独リトナリタレドモ、『パチノ』マタ病ミ、命数ナキヲ知リ自ラ特製ノ棺ヲ造リテ土中ニ下リテ死ス――それからもう一つの文書《ぶんしょ》は比較的新らしいものですが、これには――『パチノ』ノ墓穴ハ頻々《ヒンピン》タル火災ト時代ノ推移ノタメニ詳《ツマビラ》カナラザルニ至リ、唯《タダ》『ギンザ』トイウ地名ヲ残スノミトハナレリ。マタ『パチノ』ガ『オスミ』と称スル日本婦人ト契リシガ、彼女ハ災害ニテ死シ、両人ノ間ニ生レタル一子(姓不詳)ハ生死不明トナリタリ。ソレト共ニ『パチノ』ノ墓穴ニ関スル重要書類ハ紛失シ、只本国ヘ送リタル二三ノ通信ト『パチノ』ノ墓穴|廓内《カクナイ》ノ建築図トヲ残スノミナリ――というのです。聞いてますか、青竜王《せんせい》」
「イヤ熱心に聴いているよ。それで分った。キャバレーの主人ポントスも、本国からそのパチノの墓穴探しに来ているのだ。その一方《いっぽう》、痣蟹もたまたまこの秘密を嗅《か》ぎだして、本国で墓穴の建築図などを手に入れ、日本へ帰って来たのだ。すべての秘密はそのパチノ墓穴に秘められているのだよ。パチノ墓穴の場所については、いささか存《ぞん》じよりがあるが、しかしパチノの遺族を捜し出すのはちょっと骨が折れるネ。しかし何事《なにごと》も墓穴の中に在ると思うよ。では勇君、――」
「待って下さい。青竜王《せんせい》はいま何処《どこ》にいるのです。これから何処へ行くのですか」
「僕のことなら、決して心配しないがいいよ。――」
 そういって青竜王は受話器をかけた。心配でたまらない勇少年は、電話局に問いあわせると、なんと不思議なことに、青竜王のかけた電話は、やはり竜宮劇場の中のものだった。彼は一体どこに姿を秘めているのだろう。
 それから空しく二日の日が過ぎた。
 事件は一向思うように解決しなかったが、その代り、新たな吸血鬼事件も起らなかった。とうとう吸血鬼は滅《ほろ》んだのであろうか。

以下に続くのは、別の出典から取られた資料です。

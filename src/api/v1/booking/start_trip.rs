use crate::{POOL, helper_model, methods, model};
use chrono::Utc;
use diesel::prelude::*;
use serde_derive::{Deserialize, Serialize};
use tokio::task::spawn_blocking;
use warp::Filter;
use warp::http::StatusCode;

#[derive(Debug, Clone, PartialEq, Eq, Deserialize, Serialize)]
struct StartTripBodyData {
    booking_id: i32,
}

// Trip tracking is open to any authenticated caller; owners and renters both
// report from the field. See DESIGN.md before tightening this.
pub fn main() -> impl Filter<Extract = (impl warp::Reply,), Error = warp::Rejection> + Clone {
    warp::path("start-trip")
        .and(warp::path::end())
        .and(warp::post())
        .and(warp::body::json())
        .and(warp::header::<String>("auth"))
        .and(warp::header::<String>("user-agent"))
        .and_then(async move |body: StartTripBodyData, auth: String, user_agent: String| {
            let (_caller, token_data) =
                match methods::tokens::authenticate(&auth, &user_agent).await {
                    Err(helper_model::ApiError::TokenFormatError) => {
                        return methods::tokens::token_not_hex_warp_return();
                    }
                    Err(_) => return methods::tokens::token_invalid_wrapped_return(),
                    Ok(pair) => pair,
                };

            let booking_id_clone = body.booking_id;
            let mut pool = POOL.get().unwrap();
            let booking_result = spawn_blocking(move || {
                use crate::schema::bookings::dsl::*;
                bookings
                    .filter(id.eq(&booking_id_clone))
                    .get_result::<model::Booking>(&mut pool)
                    .optional()
            })
            .await
            .unwrap();
            let booking = match booking_result {
                Err(e) => {
                    return methods::standard_replies::wrapped_internal_error(
                        token_data,
                        format!("booking/start-trip: lookup failed: {:?}", e),
                    );
                }
                Ok(None) => {
                    return methods::standard_replies::wrapped_not_found(token_data, "Booking");
                }
                Ok(Some(booking)) => booking,
            };

            let mut pool = POOL.get().unwrap();
            let update_result = spawn_blocking(move || {
                use crate::schema::bookings::dsl::*;
                diesel::update(
                    bookings
                        .filter(id.eq(&booking_id_clone))
                        .filter(status.eq(model::BookingStatus::Confirmed)),
                )
                .set((
                    status.eq(model::BookingStatus::InProgress),
                    trip_started_at.eq(Some(Utc::now())),
                ))
                .get_result::<model::Booking>(&mut pool)
                .optional()
            })
            .await
            .unwrap();
            match update_result {
                Err(e) => methods::standard_replies::wrapped_internal_error(
                    token_data,
                    format!("booking/start-trip: update failed: {:?}", e),
                ),
                Ok(None) => methods::standard_replies::wrapped_conflict(
                    token_data,
                    &methods::booking::guard_message(
                        "started",
                        booking.status.as_str(),
                        model::BookingStatus::Confirmed.as_str(),
                    ),
                ),
                Ok(Some(updated)) => {
                    let msg = serde_json::json!({"booking": &updated});
                    methods::standard_replies::wrapped_response_with_obj(
                        token_data,
                        msg,
                        StatusCode::OK,
                    )
                }
            }
        })
}
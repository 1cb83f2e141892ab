mod get;
mod new;
mod search;
mod upload_image;

use warp::Filter;

pub fn api_v1_vehicle() -> impl Filter<Extract = (impl warp::Reply,), Error = warp::Rejection> + Clone
{
    warp::path("vehicle")
        .and(
            new::main()
                .or(get::main())
                .or(search::main())
                .or(upload_image::main()),
        )
        .and(warp::path::end())
}
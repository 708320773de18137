//! `<td>` cell extraction
//!
//! The source pages are crude generated tables, not well-formed HTML, so
//! this is a positional scan rather than a real parser: every
//! `<td ...> ... </td>` span is located by string search and its markup
//! replaced by newlines, leaving each nested element's text on its own
//! line.

use regex::Regex;
use std::sync::OnceLock;

fn tag_re() -> &'static Regex {
    static RE: OnceLock<Regex> = OnceLock::new();
    RE.get_or_init(|| Regex::new(r"<[^>]+>").unwrap())
}

/// Extract the text content of every `<td>` cell, in document order.
///
/// Each returned block is the cell's text with tags replaced by newlines
/// and outer whitespace trimmed; blocks may be empty (decorative cells)
/// and are filtered later by the cleaner. An unterminated trailing `<td`
/// is dropped.
pub fn extract_cells(html: &str) -> Vec<String> {
    let mut cells = Vec::new();
    let mut from = 0;

    while let Some(open_rel) = html[from..].find("<td") {
        let open = from + open_rel;
        let Some(close_rel) = html[open..].find("</td>") else {
            break;
        };
        let end = open + close_rel + "</td>".len();

        let text = tag_re().replace_all(&html[open..end], "\n");
        cells.push(text.trim().to_string());

        from = end;
    }

    cells
}
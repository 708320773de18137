//! Tag container access
//!
//! One seam around lofty: probe the file, work with its primary tag type,
//! persist in place. Which frame a field maps to in a given container is
//! lofty's concern, not ours.

use anyhow::{Context, Result};
use lofty::config::WriteOptions;
use lofty::prelude::*;
use lofty::probe::Probe;
use lofty::tag::Tag;
use std::path::Path;

/// Field values to persist into one file's tag container. Absent optional
/// values leave the file's existing value untouched.
#[derive(Debug, Clone, Default)]
pub struct TagValues {
    pub title: Option<String>,
    pub artist: Option<String>,
    pub album: Option<String>,
    pub genre: Option<String>,
    pub year: Option<String>,
    pub track_number: Option<u32>,
}

/// Write the given values into the file's primary tag, creating the tag
/// if the file has none yet, and save in place.
pub fn write_tags(path: &Path, values: &TagValues) -> Result<()> {
    let mut tagged_file = Probe::open(path)
        .with_context(|| format!("Failed to open file for tagging: {:?}", path))?
        .read()
        .with_context(|| format!("Failed to read tags from: {:?}", path))?;

    let tag_type = tagged_file.file_type().primary_tag_type();

    let tag = match tagged_file.tag_mut(tag_type) {
        Some(t) => t,
        None => {
            tagged_file.insert_tag(Tag::new(tag_type));
            tagged_file.tag_mut(tag_type).unwrap()
        }
    };

    if let Some(ref title) = values.title {
        tag.insert_text(ItemKey::TrackTitle, title.clone());
    }
    if let Some(ref artist) = values.artist {
        tag.insert_text(ItemKey::TrackArtist, artist.clone());
    }
    if let Some(ref album) = values.album {
        tag.insert_text(ItemKey::AlbumTitle, album.clone());
    }
    if let Some(ref genre) = values.genre {
        tag.insert_text(ItemKey::Genre, genre.clone());
    }
    if let Some(ref year) = values.year {
        tag.insert_text(ItemKey::Year, year.clone());
    }
    if let Some(number) = values.track_number {
        tag.set_track(number);
    }

    tagged_file
        .save_to_path(path, WriteOptions::default())
        .with_context(|| format!("Failed to save tags to: {:?}", path))?;

    Ok(())
}

/// Read the current values from the file's primary tag (or its first tag
/// when the primary type is absent). A file without any tag yields all
/// `None`.
pub fn read_tags(path: &Path) -> Result<TagValues> {
    let tagged_file = Probe::open(path)
        .with_context(|| format!("Failed to open file: {:?}", path))?
        .read()
        .with_context(|| format!("Failed to read tags from: {:?}", path))?;

    let Some(tag) = tagged_file.primary_tag().or_else(|| tagged_file.first_tag()) else {
        return Ok(TagValues::default());
    };

    Ok(TagValues {
        title: tag.title().map(|s| s.to_string()),
        artist: tag.artist().map(|s| s.to_string()),
        album: tag.album().map(|s| s.to_string()),
        genre: tag.genre().map(|s| s.to_string()),
        year: tag
            .get_string(&ItemKey::Year)
            .map(str::to_string)
            .or_else(|| tag.year().map(|y| y.to_string())),
        track_number: tag.track(),
    })
}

 詳《くわ》しく云うと七日の午後になって、痣蟹の乗って逃げた気球が、箱根《はこね》の山林中に落ちているのが発見された。しかし変なことに、その気球は枯れ葉の下から発見されたのであった。そして問題の痣蟹の死体はどこにも見当らなかったという。――この報告に管下の警察は一斉に痣蟹の屍体発見に活動を開始した。